Abstract:Background: Rhino-orbital-cerebral mucormycosis (ROCM) is an uncommon yet potentially lethal fungal infection. Although most cases originate from developing countries, an ageing population and increased prevalence of chronic illness may mean some clinicians practicing in developed countries will encounter ROCM cases in their careers. Yohai et al published a systematic review of 145 case reports from 1970 to 1993 assessing prognostic factors for patients presenting with ROCM. We present an updated review of the literature and assess whether survival outcomes have changed in the two decades since that seminal paper.
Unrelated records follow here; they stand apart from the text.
use proc_macro::TokenStream;
use quote::quote;
use syn::{self};

pub fn impl_ser_macro(ast: &syn::DeriveInput) -> TokenStream {
    let name = ast.ident.clone();
    match ast.data {
        syn::Data::Struct(ref data) => {
            let statements: Vec<quote::__private::TokenStream> = data
                .fields
                .iter()
                .zip(0..1_000_000)
                .map(|(field, index)| serialize_field(field, index))
                .collect();

            let expanded = quote! {
                impl ThunderboltSerialize for #name {
                    fn thunderbolt_serialize<W>(&self, mut target: W) -> Result<(), std::io::Error>
                    where
                        W: std::io::Write,
                    {
                        #(#statements)*
                        Ok(())
                    }
                }
            };
            TokenStream::from(expanded)
        }
        syn::Data::Enum(ref data) => {
            let variants: Vec<quote::__private::TokenStream> = data
                .variants
                .iter()
                .map(|variant| serialize_variant(variant, &name))
                .collect();

            let expanded: quote::__private::TokenStream = quote! {
                impl ThunderboltSerialize for #name {
                    fn thunderbolt_serialize<W>(&self, mut target: W) -> Result<(), std::io::Error>
                    where
                        W: std::io::Write,
                    {
                        match *self {
                            #(#variants)*
                        }
                        Ok(())
                    }
                }
            };
            TokenStream::from(expanded)
        }
        _ => unimplemented!(),
    }
}

fn serialize_field(field: &syn::Field, index: usize) -> quote::__private::TokenStream {
    match field.ident.clone() {
        Some(id) => quote! { self.#id.thunderbolt_serialize(&mut target)?; },
        None => {
            let index = syn::Index::from(index);
            quote! { self.#index.thunderbolt_serialize(&mut target)?; }
        }
    }
}

fn serialize_variant(variant: &syn::Variant, name: &syn::Ident) -> quote::__private::TokenStream {
    let ident = variant.ident.clone();

    let subfields: Vec<quote::__private::TokenStream> = variant
        .fields
        .iter()
        .map(|field| {
            if let Some(ident) = field.ident.clone() {
                quote! { ref #ident , }
            } else {
                quote!(ref inner)
            }
        })
        .collect();

    let statements: Vec<quote::__private::TokenStream> = variant
        .fields
        .iter()
        .map(|field| {
            if let Some(ident) = field.ident.clone() {
                quote! { #ident.thunderbolt_serialize(&mut target)?; }
            } else {
                quote! { inner.thunderbolt_serialize(&mut target)?; }
            }
        })
        .collect();

    if !subfields.is_empty() {
        quote! { #name::#ident ( #(#subfields)* ) => {
            #(#statements)*
        },}
    } else {
        quote! { #name::#ident => {
            #(#statements)*
        },}
    }
}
Search strategy: An extensive Medline literature search was performed for case reports published between 1994 and 2015. Result(s): In total, 210 published cases were identified from the literature review, of which 175 patients from 140 papers were included in this review. Fifty-five were female, with an overall mean age of 43 years. Overall survival rate was 59.5%, which was not significantly better than the previous series reported (60%) reported by Yohai et al. Survival rates in patients with chronic renal disease had improved, from 19% to 52%, and in patients with leukaemia (from 13% to 50%). Facial necrosis and hemiplegia remained poor prognostic indicators (33% and 39% survival rates, respectively). Early commencement of medical treatment related to better survival outcomes (61% if commenced within first 12 days of presentation, compared to 33% if after 13 days). Timing of surgery had less of an effect on overall survival. However, in 28 cases that did not receive any surgical treatment, survival was only 21%. Conclusion(s): Although overall survival rates have not improved, survival in patients with renal disease were better, potentially due to the introduction of liposomal amphotericin B which is less nephrotoxic. Prompt recognition of ROCM, reversal of predisposing co-morbidities and aggressive medical treatment remain the cornerstone of managing this highly aggressive disease.